### The task
Lines from the records below that contain the word "PowerSignal" are to be copied out.

### Listed records

=== Begin Enclosure ===

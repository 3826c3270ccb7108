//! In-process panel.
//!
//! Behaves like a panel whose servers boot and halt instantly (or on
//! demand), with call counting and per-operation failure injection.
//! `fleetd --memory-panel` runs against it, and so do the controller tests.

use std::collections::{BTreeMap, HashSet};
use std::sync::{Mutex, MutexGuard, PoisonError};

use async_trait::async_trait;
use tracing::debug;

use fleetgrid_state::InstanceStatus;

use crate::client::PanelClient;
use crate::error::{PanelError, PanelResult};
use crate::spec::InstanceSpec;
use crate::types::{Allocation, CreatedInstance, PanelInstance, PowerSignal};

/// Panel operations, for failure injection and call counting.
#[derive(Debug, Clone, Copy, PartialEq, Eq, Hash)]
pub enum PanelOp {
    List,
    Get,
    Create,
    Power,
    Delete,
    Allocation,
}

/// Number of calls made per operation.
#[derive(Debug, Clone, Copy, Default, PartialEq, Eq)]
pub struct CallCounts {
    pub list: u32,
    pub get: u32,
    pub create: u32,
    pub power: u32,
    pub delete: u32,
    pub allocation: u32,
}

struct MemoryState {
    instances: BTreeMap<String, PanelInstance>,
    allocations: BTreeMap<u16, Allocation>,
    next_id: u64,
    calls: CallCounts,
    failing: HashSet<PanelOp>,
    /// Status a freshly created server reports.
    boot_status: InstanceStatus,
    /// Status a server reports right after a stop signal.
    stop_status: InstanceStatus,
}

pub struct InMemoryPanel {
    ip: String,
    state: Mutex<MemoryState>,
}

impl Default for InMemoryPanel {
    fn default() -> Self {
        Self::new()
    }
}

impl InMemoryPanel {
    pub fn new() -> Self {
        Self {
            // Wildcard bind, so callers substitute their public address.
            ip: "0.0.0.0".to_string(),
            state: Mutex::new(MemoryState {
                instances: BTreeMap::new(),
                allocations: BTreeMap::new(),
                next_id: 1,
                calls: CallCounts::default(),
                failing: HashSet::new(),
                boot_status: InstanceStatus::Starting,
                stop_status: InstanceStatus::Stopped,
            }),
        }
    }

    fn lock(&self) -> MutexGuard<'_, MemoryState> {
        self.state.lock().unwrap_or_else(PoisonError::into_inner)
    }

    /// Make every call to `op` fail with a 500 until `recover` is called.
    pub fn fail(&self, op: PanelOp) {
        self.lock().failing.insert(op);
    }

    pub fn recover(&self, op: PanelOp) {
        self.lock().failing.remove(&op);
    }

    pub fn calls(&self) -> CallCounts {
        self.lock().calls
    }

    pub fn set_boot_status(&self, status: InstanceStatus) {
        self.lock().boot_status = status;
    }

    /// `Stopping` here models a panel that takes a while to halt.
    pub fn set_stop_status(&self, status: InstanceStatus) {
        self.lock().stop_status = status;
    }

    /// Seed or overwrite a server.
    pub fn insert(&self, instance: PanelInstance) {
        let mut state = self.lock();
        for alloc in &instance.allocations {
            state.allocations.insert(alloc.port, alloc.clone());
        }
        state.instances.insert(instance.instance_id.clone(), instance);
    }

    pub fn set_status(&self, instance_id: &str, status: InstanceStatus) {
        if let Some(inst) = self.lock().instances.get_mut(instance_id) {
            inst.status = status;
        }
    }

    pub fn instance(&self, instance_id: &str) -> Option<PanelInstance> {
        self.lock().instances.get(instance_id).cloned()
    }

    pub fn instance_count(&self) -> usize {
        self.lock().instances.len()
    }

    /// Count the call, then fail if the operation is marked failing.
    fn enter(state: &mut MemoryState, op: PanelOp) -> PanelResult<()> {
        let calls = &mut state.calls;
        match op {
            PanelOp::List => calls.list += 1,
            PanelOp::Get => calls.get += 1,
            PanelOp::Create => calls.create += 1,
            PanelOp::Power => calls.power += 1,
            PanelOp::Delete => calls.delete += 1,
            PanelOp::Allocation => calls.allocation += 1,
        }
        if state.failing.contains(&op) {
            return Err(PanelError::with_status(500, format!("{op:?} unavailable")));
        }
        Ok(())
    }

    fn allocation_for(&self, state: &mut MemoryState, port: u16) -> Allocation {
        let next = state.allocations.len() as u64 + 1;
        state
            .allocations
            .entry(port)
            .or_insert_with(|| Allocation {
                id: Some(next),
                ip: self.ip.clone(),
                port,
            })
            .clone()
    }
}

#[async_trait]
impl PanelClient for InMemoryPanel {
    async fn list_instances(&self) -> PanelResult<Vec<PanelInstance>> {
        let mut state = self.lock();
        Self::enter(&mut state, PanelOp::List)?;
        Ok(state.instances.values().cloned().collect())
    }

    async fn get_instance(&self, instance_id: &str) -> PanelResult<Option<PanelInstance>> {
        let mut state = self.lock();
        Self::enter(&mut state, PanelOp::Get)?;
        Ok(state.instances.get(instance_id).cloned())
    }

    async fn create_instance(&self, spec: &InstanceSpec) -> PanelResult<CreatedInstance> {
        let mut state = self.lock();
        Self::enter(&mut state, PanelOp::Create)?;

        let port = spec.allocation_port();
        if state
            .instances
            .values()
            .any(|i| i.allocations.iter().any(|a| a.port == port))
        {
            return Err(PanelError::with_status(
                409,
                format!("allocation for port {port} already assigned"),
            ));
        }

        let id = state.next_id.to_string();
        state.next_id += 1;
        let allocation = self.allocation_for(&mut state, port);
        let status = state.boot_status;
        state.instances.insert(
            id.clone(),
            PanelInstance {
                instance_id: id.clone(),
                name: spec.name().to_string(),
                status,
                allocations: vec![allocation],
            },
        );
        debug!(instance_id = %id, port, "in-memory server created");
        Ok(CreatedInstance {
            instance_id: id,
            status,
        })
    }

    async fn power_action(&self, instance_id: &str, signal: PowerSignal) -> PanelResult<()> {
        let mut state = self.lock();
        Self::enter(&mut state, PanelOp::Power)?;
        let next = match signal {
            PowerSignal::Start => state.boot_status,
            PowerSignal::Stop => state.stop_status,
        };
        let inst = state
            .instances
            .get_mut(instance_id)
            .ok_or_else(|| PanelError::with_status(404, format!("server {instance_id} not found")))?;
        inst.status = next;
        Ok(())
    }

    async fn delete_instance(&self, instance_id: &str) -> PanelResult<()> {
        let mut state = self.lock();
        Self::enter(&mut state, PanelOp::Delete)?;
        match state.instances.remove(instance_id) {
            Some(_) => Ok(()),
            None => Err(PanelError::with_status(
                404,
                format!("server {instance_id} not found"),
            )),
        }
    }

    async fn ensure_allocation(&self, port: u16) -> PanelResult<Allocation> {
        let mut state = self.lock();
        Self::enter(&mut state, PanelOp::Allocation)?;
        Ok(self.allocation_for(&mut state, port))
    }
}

=== End Enclosure ===

### Task result
use crate::types::{Allocation, CreatedInstance, PanelInstance, PowerSignal};
    async fn power_action(&self, instance_id: &str, signal: PowerSignal) -> PanelResult<()> {
            PowerSignal::Start => state.boot_status,
            PowerSignal::Stop => state.stop_status,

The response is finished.